# Wyndham points vs RCI Points



## raeuven (Oct 24, 2008)

I already have two weeks South Africa timeshares and want to get a points week going.  Is there any advantage over having Wyn points vs just regular RCI points.  It seems that I may be able to pic up RCI points cheaper than Wyn points with closing costs and all.


----------



## Jya-Ning (Oct 24, 2008)

With 2 SA week, what you plan to do with them after you add more weeks for travel?  I will belive it is more benefit for you to add RCI point.  There is someone that sell 3year RTU RCI point contract, you should try it first.

As to cheap, I doubt very much RCI points is cheaper than Wyndham point.

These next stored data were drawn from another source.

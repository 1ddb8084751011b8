//! Point assets and their classified form.

use crate::GeoPoint;
use serde::{Deserialize, Serialize};

/// A hydrogen-infrastructure point of interest.
///
/// Reference data for the geo filter; the filter never mutates it.
#[derive(Debug, Clone, PartialEq, Serialize, Deserialize)]
pub struct Asset {
    /// Asset ID
    pub id: String,
    /// Display name
    pub name: String,
    /// Category, e.g. "Hydrogen Production Plant"
    #[serde(rename = "type")]
    pub asset_type: String,
    /// `[longitude, latitude]`
    pub coordinates: GeoPoint,
    /// Free-form descriptive attributes
    #[serde(flatten)]
    pub attributes: AssetAttributes,
}

/// Optional descriptive attributes carried through classification untouched.
#[derive(Debug, Clone, Default, PartialEq, Serialize, Deserialize)]
#[serde(rename_all = "camelCase")]
pub struct AssetAttributes {
    #[serde(default, skip_serializing_if = "Option::is_none")]
    pub capacity: Option<String>,
    #[serde(default, skip_serializing_if = "Option::is_none")]
    pub status: Option<String>,
    #[serde(default, skip_serializing_if = "Option::is_none")]
    pub ownership: Option<String>,
    #[serde(default, skip_serializing_if = "Option::is_none")]
    pub description: Option<String>,
    /// Capital expenditure estimate
    #[serde(default, skip_serializing_if = "Option::is_none")]
    pub capex_estimate: Option<f64>,
    /// Operating expenditure estimate
    #[serde(default, skip_serializing_if = "Option::is_none")]
    pub opex_estimate: Option<f64>,
}

impl Asset {
    /// Creates an asset with no extra attributes.
    pub fn new(
        id: impl Into<String>,
        name: impl Into<String>,
        asset_type: impl Into<String>,
        coordinates: GeoPoint,
    ) -> Self {
        Self {
            id: id.into(),
            name: name.into(),
            asset_type: asset_type.into(),
            coordinates,
            attributes: AssetAttributes::default(),
        }
    }

    /// Builder-style method to set attributes
    #[must_use]
    pub fn with_attributes(mut self, attributes: AssetAttributes) -> Self {
        self.attributes = attributes;
        self
    }
}

/// An asset annotated with its distance from a search center.
///
/// Created fresh on every filter invocation and never persisted.
#[derive(Debug, Clone, PartialEq, Serialize, Deserialize)]
pub struct ClassifiedAsset {
    #[serde(flatten)]
    pub asset: Asset,
    /// Great-circle distance from the center in kilometers
    #[serde(rename = "distance")]
    pub distance_km: f64,
    /// Inside the user-chosen radius
    #[serde(rename = "isPrimary")]
    pub is_primary: bool,
}

impl ClassifiedAsset {
    /// Asset ID shortcut
    pub fn id(&self) -> &str {
        &self.asset.id
    }
}

#[cfg(test)]
mod tests {
    use super::*;
    use serde_json::json;

    #[test]
    fn test_asset_deserialize_catalogue_entry() {
        let value = json!({
            "id": "ahd-1",
            "name": "Gujarat Green Hydrogen Hub",
            "type": "Hydrogen Production Plant",
            "coordinates": [72.5714, 23.0225],
            "capacity": "50 MW",
            "status": "Operational"
        });

        let asset: Asset = serde_json::from_value(value).unwrap();
        assert_eq!(asset.asset_type, "Hydrogen Production Plant");
        assert_eq!(asset.coordinates, GeoPoint::new(72.5714, 23.0225));
        assert_eq!(asset.attributes.capacity.as_deref(), Some("50 MW"));
        assert!(asset.attributes.capex_estimate.is_none());
    }

    #[test]
    fn test_classified_asset_serializes_flat() {
        let classified = ClassifiedAsset {
            asset: Asset::new("a", "A", "Hydrogen Storage Facility", GeoPoint::new(1.0, 2.0)),
            distance_km: 4.5,
            is_primary: true,
        };

        let value = serde_json::to_value(&classified).unwrap();
        assert_eq!(value["id"], "a");
        assert_eq!(value["type"], "Hydrogen Storage Facility");
        assert_eq!(value["distance"], 4.5);
        assert_eq!(value["isPrimary"], true);
        assert!(value.get("capacity").is_none());
    }
}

RCI point is exchange company product.  Wyndham point is developer selling product.  That is the main difference.

Jya-Ning


----------



## raeuven (Oct 24, 2008)

I just plan on keeping my SA weeks as weeks unless I would need to convert to points for extra points.
What is the membership fee to be in RCI points vs weeks?  I know once I buy points, then I am converted to a points member but still have rights to the weeks membership.  Is RCI points membership the same cost as Wyndham membership costs and trades?


----------



## Jya-Ning (Oct 24, 2008)

raeuven said:


> Is RCI points membership the same cost as Wyndham membership costs and trades?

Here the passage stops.